In 1964, with many teams
following Lotus's example and moving to rear engined "funny
cars", Watson built a pair of cars based on Rolla Vollstedt's
successful car. These worked reasonably well but could not reproduce the
success he had with his front-engined "roadsters". He built
monocoque rear-engined cars in 1966 and 1967 with ever-decreasing success.
From 1969 until 1977,
Watson ran Eagles and then built a small series of highly derivative new
'Watson' cars in 1977, 1978 and again in 1982 based on Lightning and March
designs before retiring. He is frequently listed on the Indy 500 entry
sheet as the "race strategist" for PDM Racing, though his role
with the team is largely honorary.
Fred
Offenhauser Automotive Engineer *
Fred Offenhauser
was an automotive engineer and mechanic who designed the Offenhauser
racing engine, nicknamed the "Offy", which dominated competition
in the Indianapolis 500 race for decades.
Offenhauser began
working in the shop of Harry Arminius Miller in 1913 at age 25, when the
state of the art double overhead cam, four valve per cylinder Peugeot
Grand Prix car, an engine design which would be contemporary even today,
won the Indianapolis 500. Miller named Offenhauser
the head of Miller's engine department in 1914. Bob Burma was campaigning
the engine that year, but when World War I made it impossible to get
parts, Miller's shop got the job of maintaining it. The design so
impressed Miller and Offenhauser that they designed an engine on largely
similar principles.
In 1917, Offenhauser
designed and built Barney Oldfield's famous "Golden Submarine".
In 1919, Leo Goossen
joined Miller’s shop and Offenhauser became plant manager. Miller's
company went bankrupt in 1933. Offenhauser bought the patterns and
equipment from Miller, and began developing the engine with Goossen.[
The engine experienced great success at the Indianapolis 500, with 24
victories in 27 years. Offenhauser himself was not frequently seen in
Indianapolis.
In 1934, Offenhauser
built his first 97 cubic inch engine for midget car racing. The car won
its first race in Curly Mills' car.
Offenhauser sold the
business in 1946 to Louis Meyer and Dale Drake. Meyer and Drake continued
producing the motor using the Offenhauser name.
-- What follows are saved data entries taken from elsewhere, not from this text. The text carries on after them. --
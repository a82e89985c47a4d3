use anyhow::{Result, anyhow};
use serde::{Deserialize, Serialize};
use std::fmt;
use std::str::FromStr;

/// Represents different timeframe intervals for kline series
#[derive(Debug, Clone, Copy, PartialEq, Eq, Hash, Serialize, Deserialize)]
pub enum Timeframe {
    OneMin,
    FiveMin,
    FifteenMin,
    ThirtyMin,
    OneHour,
    FourHour,
    OneDay,
}

impl Timeframe {
    /// Returns the duration of this timeframe in minutes
    pub fn to_minutes(&self) -> usize {
        match self {
            Timeframe::OneMin => 1,
            Timeframe::FiveMin => 5,
            Timeframe::FifteenMin => 15,
            Timeframe::ThirtyMin => 30,
            Timeframe::OneHour => 60,
            Timeframe::FourHour => 240,
            Timeframe::OneDay => 1440,
        }
    }

    /// Returns the duration of one bar in milliseconds
    pub fn duration_ms(&self) -> i64 {
        (self.to_minutes() as i64) * 60_000
    }

    /// Converts to Bybit v5 API interval string.
    ///
    /// Bybit uses bare minute counts for intraday intervals and "D" for daily.
    pub fn to_bybit_interval(&self) -> &'static str {
        match self {
            Timeframe::OneMin => "1",
            Timeframe::FiveMin => "5",
            Timeframe::FifteenMin => "15",
            Timeframe::ThirtyMin => "30",
            Timeframe::OneHour => "60",
            Timeframe::FourHour => "240",
            Timeframe::OneDay => "D",
        }
    }

    /// Returns all available timeframes in ascending order
    pub fn all() -> Vec<Timeframe> {
        vec![
            Timeframe::OneMin,
            Timeframe::FiveMin,
            Timeframe::FifteenMin,
            Timeframe::ThirtyMin,
            Timeframe::OneHour,
            Timeframe::FourHour,
            Timeframe::OneDay,
        ]
    }
}

impl FromStr for Timeframe {
    type Err = anyhow::Error;

    fn from_str(s: &str) -> Result<Self> {
        match s.to_lowercase().as_str() {
            "1" | "1m" => Ok(Timeframe::OneMin),
            "5" | "5m" => Ok(Timeframe::FiveMin),
            "15" | "15m" => Ok(Timeframe::FifteenMin),
            "30" | "30m" => Ok(Timeframe::ThirtyMin),
            "60" | "1h" => Ok(Timeframe::OneHour),
            "240" | "4h" => Ok(Timeframe::FourHour),
            "d" | "1d" => Ok(Timeframe::OneDay),
            _ => Err(anyhow!("Invalid timeframe: {}", s)),
        }
    }
}

impl fmt::Display for Timeframe {
    fn fmt(&self, f: &mut fmt::Formatter<'_>) -> fmt::Result {
        let s = match self {
            Timeframe::OneMin => "1m",
            Timeframe::FiveMin => "5m",
            Timeframe::FifteenMin => "15m",
            Timeframe::ThirtyMin => "30m",
            Timeframe::OneHour => "1h",
            Timeframe::FourHour => "4h",
            Timeframe::OneDay => "1d",
        };
        write!(f, "{}", s)
    }
}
GRAHAM HILL INDIANAPOLIS 500 WINNER WORLD DRIVING CHAMPION
Norman Graham Hill was a
British racing driver and two-time Formula One World Champion. He was born
in Hampstead, London.
Graham Hill is the only
driver to win the so-called Triple Crown of Motorsport.
After serving in the
Royal Navy as an Engine Room Artificer, Hill re-joined Smiths Instruments.
He had been interested in motorcycles but in 1954 he saw an advert for the
Universal Motor Racing Club at Brands Hatch offering laps for 5 shillings.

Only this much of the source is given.